William A. Hammond wrote an 1882 account of transgender Pueblo shamans (mujerados), comparing them to the Scythian disease. Other writers of the late 1700s and 1800s (including Hammond's associates in the American Neurological Association) had noted the widespread nature of transgender cultural practices among native peoples. Explanations varied, but authors generally did not ascribe native transgender practices to psychiatric causes, instead condemning the practices in a religious and moral sense. Native groups provided much study on the subject, and perhaps the majority of all study until after WWII.

Critical studies first began to emerge in the late 1800s in Germany, with the works of Magnus Hirschfeld. Hirschfeld coined the term "transvestite" in 1910 as the scope of transgender study grew. His work would lead to the 1919 founding of the Institut für Sexualwissenschaft in Berlin. Though Hirscheld's legacy is disputed, he revolutionized the field of study. The Institut was destroyed when the Nazis seized power in 1933, and its research was infamously burned in the May 1933 Nazi book burnings. Transgender issues went largely out of the public eye until after World War II. Even when they re-emerged, they reflected a forensic psychology approach, unlike the more sexological that had been employed in the lost German research.

Sexual orientation 

Gender, gender identity, and being transgender are distinct concepts from sexual orientation. Sexual orientation is an individual's enduring pattern of attraction to others (being straight, lesbian, gay, bisexual, asexual, etc.), whereas gender identity is a person's innate knowledge of their own gender (being a man, woman, non-binary, etc.). Transgender people can have any orientation, and generally use labels corresponding to their gender, rather than assigned sex at birth. For example, trans women who are exclusively attracted to other women commonly identify as lesbians, and trans men exclusively attracted to women would identify as straight. Many trans people describe their sexual orientation as queer, in addition to or instead of, other terms.

For much of the 20th century, transgender identity was conflated with homosexuality and transvestism. In earlier academic literature, sexologists used the labels homosexual and heterosexual transsexual to categorize transgender individuals' sexual orientation based on their birth sex. Critics consider these terms "heterosexist", "archaic", and demeaning. Newer literature often uses terms such as attracted to men (androphilic), attracted to women (gynephilic), attracted to both (bisexual), or attracted to neither (asexual) to describe a person's sexual orientation without reference to their gender identity. Therapists are coming to understand the necessity of using terms with respect to their clients' gender identities and preferences.

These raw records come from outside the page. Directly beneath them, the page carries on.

//! Where things live on disk.

use std::fs;
use std::path::{Path, PathBuf};

use calif_core::naming::{MANIFEST_FILENAME, PROGRESS_FILENAME, TEAMS_DIRNAME};

use crate::error::EngineError;

/// The two roots every operation works between.
///
/// ```text
/// <submissions_root>/<group>/<student>/<task>/<version>/...   read-only
/// <grading_root>/<group>/<task>/                              grading workspace
/// <grading_root>/Equipos/<group>.json                         team file
/// ```
#[derive(Debug, Clone, PartialEq, Eq)]
pub struct GradingLayout {
    pub submissions_root: PathBuf,
    pub grading_root: PathBuf,
}

impl GradingLayout {
    pub fn new(submissions_root: impl Into<PathBuf>, grading_root: impl Into<PathBuf>) -> Self {
        Self {
            submissions_root: submissions_root.into(),
            grading_root: grading_root.into(),
        }
    }

    #[must_use]
    pub fn group_dir(&self, group: &str) -> PathBuf {
        self.submissions_root.join(group)
    }

    /// Group folder under the submissions root, checked to exist.
    ///
    /// # Errors
    ///
    /// [`EngineError::RootUnreadable`] when the submissions root cannot be
    /// listed, [`EngineError::GroupNotFound`] when the group folder is absent.
    pub fn require_group_dir(&self, group: &str) -> Result<PathBuf, EngineError> {
        ensure_readable(&self.submissions_root)?;
        let dir = self.group_dir(group);
        if dir.is_dir() {
            Ok(dir)
        } else {
            Err(EngineError::GroupNotFound(dir))
        }
    }

    #[must_use]
    pub fn teams_dir(&self) -> PathBuf {
        self.grading_root.join(TEAMS_DIRNAME)
    }

    #[must_use]
    pub fn team_file(&self, group: &str) -> PathBuf {
        self.teams_dir().join(format!("{group}.json"))
    }

    /// Parent of all task workspaces of one group.
    #[must_use]
    pub fn group_workspace(&self, group: &str) -> PathBuf {
        self.grading_root.join(group)
    }

    /// Grading workspace of one task.
    #[must_use]
    pub fn workspace(&self, group: &str, task: &str) -> PathBuf {
        self.group_workspace(group).join(task)
    }

    #[must_use]
    pub fn progress_file(&self, group: &str, task: &str) -> PathBuf {
        self.workspace(group, task).join(PROGRESS_FILENAME)
    }

    #[must_use]
    pub fn manifest_file(&self, group: &str, task: &str) -> PathBuf {
        self.workspace(group, task).join(MANIFEST_FILENAME)
    }
}

/// Fail with [`EngineError::RootUnreadable`] unless `root` can be listed.
pub(crate) fn ensure_readable(root: &Path) -> Result<(), EngineError> {
    fs::read_dir(root)
        .map(|_| ())
        .map_err(|source| EngineError::RootUnreadable {
            path: root.to_path_buf(),
            source,
        })
}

The 2015 U.S. Transgender Survey reported that of the 27,715 transgender and non-binary respondents, 21% said queer best described their sexual orientation, 18% said pansexual, 16% said gay, lesbian, or same-gender-loving, 15% said straight, 14% said bisexual, and 10% said asexual. A 2019 Canadian survey of 2,873 trans and non-binary people found that 51% described their sexual orientation as queer, 13% as asexual, 28% as bisexual, 13% as gay, 15% as lesbian, 31% as pansexual, 8% as straight or heterosexual, 4% as two-spirit, and 9% as unsure or questioning.

LGBT community 
Despite the distinction between sexual orientation and gender, throughout history the gay, lesbian, and bisexual (LGBT) subculture was often the only place where gender-variant people were socially accepted in the gender role they felt they belonged to; especially during the time when legal or medical transitioning was almost impossible. This acceptance has had a complex history. Like the wider world, the gay community in Western societies did not generally distinguish between sex and gender identity until the 1970s, and often perceived gender-variant people more as homosexuals who behaved in a gender-variant way than as gender-variant people in their own right. In addition, the role of the transgender community in the history of LGBT rights is often overlooked.

Healthcare

Mental healthcare
Most mental health professionals recommend therapy for internal conflicts about gender identity or discomfort in an assigned gender role, especially if one desires to transition. People who experience discord between their gender and the expectations of others or whose gender identity conflicts with their body may benefit by talking through their feelings in depth. Research on gender identity with regard to psychology, and scientific understanding of the phenomenon and its related issues, is relatively new. The term gender incongruence is listed in the ICD by the WHO. In the American (DSM), the term gender dysphoria is listed under code F64.0 for adolescents and adults, and F64.2 for children

France removed gender identity disorder as a diagnosis by decree in 2010, but according to French trans rights organizations, beyond the impact of the announcement itself, nothing changed. In 2017, the Danish parliament abolished the F64 Gender identity disorders. The DSM-5 refers to the topic as gender dysphoria (GD) while reinforcing the idea that being transgender is not considered a mental illness.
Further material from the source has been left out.